For instance, Federal Law No. 2 came into effect in 2019 with the aim of regulating the use of information and communications technology (ICT) and enforcing a data localisation requirement. Healthcare providers are not permitted to transfer, store or process medical information outside the UAE unless the matter falls under one of the allowed exemptions, including those added by Ministerial Decision No. 51 in 2021. The list of exemptions now includes but is not limited to the treatment of overseas patients and medical samples.
Meanwhile, Federal Law No. 4 of 2016 concerning medical liability was updated in 2019 to include clauses around the provision of telehealth services in the UAE.
“We are continuously looking at ways to enhance how we govern and implement solutions,” said Alajme.
Innovation is also breaking down siloes between various departments and governing entities. For instance, Mohap’s medical record system Riayati has been integrated with Nabidh, the health information exchange service provided by Dubai Health Authority (DHA), and Malaffi, provided by the Department of Health Abu Dhabi (DOH). Combined, the unified platform now hosts over medical records of over 9.4 million patients, connecting 549 healthcare facilities and 39,160 clinicians.
Riayati allows medical practitioners to make better decisions in line with the patient’s needs. Collating records also gives policymakers a more holistic view of trends and helps them better develop programmes and public policies.
At the same time, legislators emphasise the role of the private sector in achieving national ambitions.
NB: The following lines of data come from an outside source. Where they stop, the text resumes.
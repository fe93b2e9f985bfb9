use inquire::{CustomType, Text, error::InquireError, validator::Validation};

use crate::models::invoice::check_amount;

type InputResult<T> = Result<T, InquireError>;

/// Values for a new invoice; any field left as `None` is asked for
#[derive(Default)]
pub struct InvoiceDraft {
    pub client_name: Option<String>,
    pub contact: Option<String>,
    pub amount: Option<f64>,
    pub notes: Option<String>,
}

pub struct InvoiceInput {
    pub client_name: String,
    pub contact: String,
    pub amount: f64,
    pub notes: String,
}

pub fn complete_invoice(draft: InvoiceDraft) -> InputResult<InvoiceInput> {
    let client_name = match draft.client_name {
        Some(name) => name,
        None => Text::new("Client Name:").prompt()?,
    };
    let contact = match draft.contact {
        Some(contact) => contact,
        None => Text::new("Contact (email or phone):").prompt()?,
    };
    let amount = match draft.amount {
        Some(amount) => amount,
        None => CustomType::<f64>::new("Amount (CAD):")
            .with_error_message("Please type a valid number")
            .with_validator(|amount: &f64| {
                let validation = match check_amount(*amount) {
                    Ok(_) => Validation::Valid,
                    Err(e) => Validation::Invalid(e.to_string().into()),
                };
                Ok::<_, inquire::CustomUserError>(validation)
            })
            .prompt()?,
    };
    let notes = match draft.notes {
        Some(notes) => notes,
        None => Text::new("Notes (optional):").with_default("").prompt()?,
    };

    Ok(InvoiceInput {
        client_name,
        contact,
        amount,
        notes,
    })
}

#[cfg(test)]
mod tests {
    use super::*;

    #[test]
    fn test_complete_draft_needs_no_prompt() {
        let input = complete_invoice(InvoiceDraft {
            client_name: Some(String::from("Jane")),
            contact: Some(String::from("jane@x.com")),
            amount: Some(50.0),
            notes: Some(String::new()),
        })
        .unwrap();

        assert_eq!(input.client_name, "Jane");
        assert_eq!(input.contact, "jane@x.com");
        assert_eq!(input.amount, 50.0);
        assert_eq!(input.notes, "");
    }
}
The Riayati platform was executed under a public-private partnership (PPP) model, as was DOH’s Malaffi service.
“We realise that we cannot achieve our long-term goals alone, especially given the sector’s complexity,” said Alajme. “We must collaborate with our peers in the private sector to jointly accomplish excellence.”
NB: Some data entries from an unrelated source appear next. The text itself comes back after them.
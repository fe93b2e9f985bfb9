pub mod invoice;
pub mod store;
use lettre::{
    Message, SmtpTransport, Transport,
    address::AddressError,
    message::{Mailbox, header::ContentType},
    transport::smtp::authentication::Credentials,
};
use thiserror::Error;

use crate::config::{Config, SmtpSettings};

#[derive(Error, Debug)]
pub enum DeliveryError {
    #[error("Invalid email address '{address}': {source}")]
    InvalidAddress {
        address: String,
        #[source]
        source: AddressError,
    },

    #[error("Failed to build email: {0}")]
    BuildFailed(#[from] lettre::error::Error),

    #[error("Failed to connect to mail server '{host}': {source}")]
    ConnectFailed {
        host: String,
        #[source]
        source: lettre::transport::smtp::Error,
    },

    #[error("Failed to deliver email: {0}")]
    TransportFailed(#[source] Box<dyn std::error::Error + Send + Sync>),

    #[error("Email delivery is not configured: {0}")]
    NotConfigured(String),
}

/// A fixed email: sender, recipient, subject and body are not derived from
/// any invoice.
#[derive(Debug, Clone, PartialEq)]
pub struct Notification {
    pub from: String,
    pub to: String,
    pub subject: String,
    pub body: String,
}

pub trait Notifier {
    fn send(&self, notification: &Notification) -> Result<(), DeliveryError>;
}

/// Delivers notifications as plain-text emails over any lettre transport
pub struct MailNotifier<T> {
    transport: T,
}

impl<T> MailNotifier<T> {
    pub fn new(transport: T) -> Self {
        Self { transport }
    }
}

impl MailNotifier<SmtpTransport> {
    pub fn smtp(settings: &SmtpSettings) -> Result<Self, DeliveryError> {
        let mut builder =
            SmtpTransport::relay(&settings.host).map_err(|e| DeliveryError::ConnectFailed {
                host: settings.host.clone(),
                source: e,
            })?;

        if let Some(port) = settings.port {
            builder = builder.port(port);
        }
        if let (Some(username), Some(password)) = (&settings.username, &settings.password) {
            builder = builder.credentials(Credentials::new(username.clone(), password.clone()));
        }

        Ok(Self::new(builder.build()))
    }
}

/// Stands in for a mailer that could not be set up; every send fails with
/// [`DeliveryError::NotConfigured`]
pub struct UnavailableNotifier {
    reason: String,
}

impl UnavailableNotifier {
    pub fn new(reason: impl Into<String>) -> Self {
        Self {
            reason: reason.into(),
        }
    }
}

impl Notifier for UnavailableNotifier {
    fn send(&self, _notification: &Notification) -> Result<(), DeliveryError> {
        Err(DeliveryError::NotConfigured(self.reason.clone()))
    }
}

/// SMTP notifier for the configured relay, or an [`UnavailableNotifier`]
/// explaining why there is none
pub fn configured_notifier(config: &Config) -> Box<dyn Notifier> {
    let notifier = config
        .smtp_settings()
        .map_err(|e| e.to_string())
        .and_then(|settings| MailNotifier::smtp(&settings).map_err(|e| e.to_string()));

    match notifier {
        Ok(notifier) => Box::new(notifier),
        Err(reason) => {
            tracing::warn!(reason = %reason, "email delivery unavailable");
            Box::new(UnavailableNotifier::new(reason))
        }
    }
}

fn parse_mailbox(address: &str) -> Result<Mailbox, DeliveryError> {
    address
        .parse()
        .map_err(|e| DeliveryError::InvalidAddress {
            address: address.to_string(),
            source: e,
        })
}

pub fn build_message(notification: &Notification) -> Result<Message, DeliveryError> {
    let email = Message::builder()
        .from(parse_mailbox(&notification.from)?)
        .to(parse_mailbox(&notification.to)?)
        .subject(&notification.subject)
        .header(ContentType::TEXT_PLAIN)
        .body(notification.body.clone())?;
    Ok(email)
}

impl<T> Notifier for MailNotifier<T>
where
    T: Transport,
    T::Error: std::error::Error + Send + Sync + 'static,
{
    fn send(&self, notification: &Notification) -> Result<(), DeliveryError> {
        let email = build_message(notification)?;

        tracing::debug!(to = %notification.to, subject = %notification.subject, "sending email");
        self.transport
            .send(&email)
            .map_err(|e| DeliveryError::TransportFailed(Box::new(e)))?;
        tracing::info!(to = %notification.to, "email sent");
        Ok(())
    }
}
The turning tides also provide an opportunity for financial institutions and investors to support innovation in the sector.
“The UAE’s focus on advancing patient care is obvious with nearly AED4.9bn allocated through 2022-2026 for healthcare and community protection,” said Hind Eisa, executive vice-president, head of services and manufacturing at Mashreq. “We expect the role of digital healthcare technologies to rapidly grow in significance in the years to come – one study indicates that the global artificial intelligence-led healthcare market is expected to reach $118bn by 2030, indicating enormous potential.
“As financiers, we’re keen to support the industry and to enable the growth of differentiated propositions.”